Song [55] suggested that even if surgery generally improves body image, the profound weight loss following the procedure tend to produce dissatisfaction with other parts of the body. This suggests that as patients become closer to their ideal body image, dissatisfaction may shift to other body parts, being a consequence more of the personality traits and the psychological characteristics of the patients than obesity related [56].

It was finally suggested that body dissatisfaction could become more prominent with time postoperatively, with the occurrence of a disturbance identified as the “phantom fat” syndrome [57]. However, literature examining the “phantom fat” phenomenon is extremely limited. It is relevant to notes that many patients after massive weight loss due to bariatric surgery report some form of body image dysmorphic disorder. For example, they frequently report that they are unable to recognize their own body after the dramatic and fast weight loss. It is possible to speculate that this phenomenon may depend by the fact that, after bariatric surgery, body schema of our own body in the brain persists to be linked with the mental representation of our body before surgery. A well-described similar phenomenon is the “phantom limb syndrome” that affects amputated patients who may persist in perceive the amputated limb and tend to behave as it is still present.

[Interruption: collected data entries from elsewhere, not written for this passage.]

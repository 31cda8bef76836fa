//! Stub template substitution
//!
//! [`Substitutor::substitute`] runs two steps over a stub:
//!
//! 1. Every placeholder token from the table is replaced in a single
//!    left-to-right scan of the original text. Replacement values are never
//!    scanned again, so a derived name that happens to look like a token is
//!    left alone.
//! 2. The shared/account-specific marker rules from [`shared`] are applied
//!    in order.
//!
//! The result is returned verbatim. Running it twice is not a no-op in
//! general: step 2 consumes its markers.

pub mod placeholders;
pub mod shared;

use std::collections::HashMap;

use once_cell::sync::Lazy;
use regex::{Captures, Regex};

use crate::config::WizardConfig;
use crate::error::{Result, WizardError};
use crate::naming::{NameVariants, VariantKey};
use placeholders::{Placeholder, LEGACY_PLACEHOLDERS, PLACEHOLDERS, TOKEN_PREFIX};

/// Compiled alternation over one token table
struct TokenMatcher {
    regex: Regex,
    keys: HashMap<&'static str, VariantKey>,
    tokens: Vec<&'static str>,
}

impl TokenMatcher {
    fn new(tables: &[&[Placeholder]]) -> Self {
        let mut entries: Vec<&Placeholder> = tables.iter().flat_map(|t| t.iter()).collect();
        // Longest first so a token never loses to one of its own prefixes
        entries.sort_by(|a, b| b.token.len().cmp(&a.token.len()).then(a.token.cmp(b.token)));

        let pattern = entries
            .iter()
            .map(|p| regex::escape(p.token))
            .collect::<Vec<_>>()
            .join("|");
        let regex = Regex::new(&pattern).unwrap_or_else(|e| unreachable!("escaped tokens: {e}"));

        Self {
            regex,
            keys: entries.iter().map(|p| (p.token, p.key)).collect(),
            tokens: entries.iter().map(|p| p.token).collect(),
        }
    }

    fn replace(&self, template: &str, variants: &NameVariants) -> String {
        self.regex
            .replace_all(template, |caps: &Captures<'_>| {
                let token = &caps[0];
                self.keys
                    .get(token)
                    .map_or_else(|| token.to_string(), |key| variants.get(*key).to_string())
            })
            .into_owned()
    }

    fn is_known(&self, candidate: &str) -> bool {
        self.tokens.iter().any(|token| candidate.starts_with(token))
    }
}

static CURRENT: Lazy<TokenMatcher> = Lazy::new(|| TokenMatcher::new(&[PLACEHOLDERS]));

static WITH_LEGACY: Lazy<TokenMatcher> =
    Lazy::new(|| TokenMatcher::new(&[PLACEHOLDERS, LEGACY_PLACEHOLDERS]));

static TOKEN_LIKE: Lazy<Regex> = Lazy::new(|| {
    Regex::new(&format!("{TOKEN_PREFIX}[A-Z][A-Za-z]*"))
        .unwrap_or_else(|e| unreachable!("static pattern: {e}"))
});

/// Applies the placeholder table and the shared rules to stubs
#[derive(Debug, Clone, Copy, Default, PartialEq, Eq)]
pub struct Substitutor {
    legacy: bool,
    strict: bool,
}

impl Substitutor {
    /// Lenient substitutor with the current table only
    #[must_use]
    pub const fn new() -> Self {
        Self {
            legacy: false,
            strict: false,
        }
    }

    /// Substitutor configured from `legacy_placeholders` and `strict_placeholders`
    #[must_use]
    pub const fn from_config(config: &WizardConfig) -> Self {
        Self {
            legacy: config.legacy_placeholders,
            strict: config.strict_placeholders,
        }
    }

    /// Also replace `DummyUS`, `DummyUP`, `DummyLS` and `DummyLP`
    #[must_use]
    pub const fn with_legacy(mut self, legacy: bool) -> Self {
        self.legacy = legacy;
        self
    }

    /// Reject unknown `Dummy*` tokens in [`Self::try_substitute`]
    #[must_use]
    pub const fn with_strict(mut self, strict: bool) -> Self {
        self.strict = strict;
        self
    }

    fn matcher(&self) -> &'static TokenMatcher {
        if self.legacy {
            &WITH_LEGACY
        } else {
            &CURRENT
        }
    }

    /// Step 1 only: replace placeholder tokens
    #[must_use]
    pub fn replace_placeholders(&self, template: &str, variants: &NameVariants) -> String {
        self.matcher().replace(template, variants)
    }

    /// Replace placeholders, then apply the shared or account-specific rules
    ///
    /// Never fails; unknown tokens pass through untouched.
    #[must_use]
    pub fn substitute(&self, template: &str, variants: &NameVariants, shared: bool) -> String {
        let replaced = self.replace_placeholders(template, variants);
        shared::apply(&replaced, shared)
    }

    /// [`Self::substitute`], failing first on unknown tokens when strict
    pub fn try_substitute(
        &self,
        template: &str,
        variants: &NameVariants,
        shared: bool,
    ) -> Result<String> {
        if self.strict {
            self.check_tokens(template)?;
        }
        Ok(self.substitute(template, variants, shared))
    }

    /// Fail on the first `Dummy*` token no table entry accounts for
    ///
    /// A token followed by more identifier characters (`DummyStudlySRequest`)
    /// counts as known.
    pub fn check_tokens(&self, template: &str) -> Result<()> {
        let matcher = self.matcher();
        match TOKEN_LIKE
            .find_iter(template)
            .find(|m| !matcher.is_known(m.as_str()))
        {
            Some(unknown) => Err(WizardError::UnknownPlaceholder {
                token: unknown.as_str().to_string(),
            }),
            None => Ok(()),
        }
    }
}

The fact that obese individuals tend to be engaged more in an allocentric view of their body, than to represent it considering an egocentric prospective [21, 22] may be viewed as a factor maintaining the disturbance of body image in obese individuals after bariatric surgery. Recently, virtual reality approaches were developed to manipulate the engagement of obese individuals toward an allocentric frame of reference and to move more often their attention toward egocentric coordinates. In such a way, adaptation of the mental representation of the body schema to the new body shape should be facilitated [58, 59].

Conclusion

In conclusion, body image dissatisfaction is extremely frequent in patients with severe obesity candidates to bariatric surgery, particularly in patients presenting with distinct physical and psychosocial characteristics. Usually, body image dissatisfaction tends to improve after surgery, but not in all the cases and not in a way that is always proportional to weight loss. Rapid and large weight loss, with associated skin excess formation, could worse body image dissatisfaction in some patients.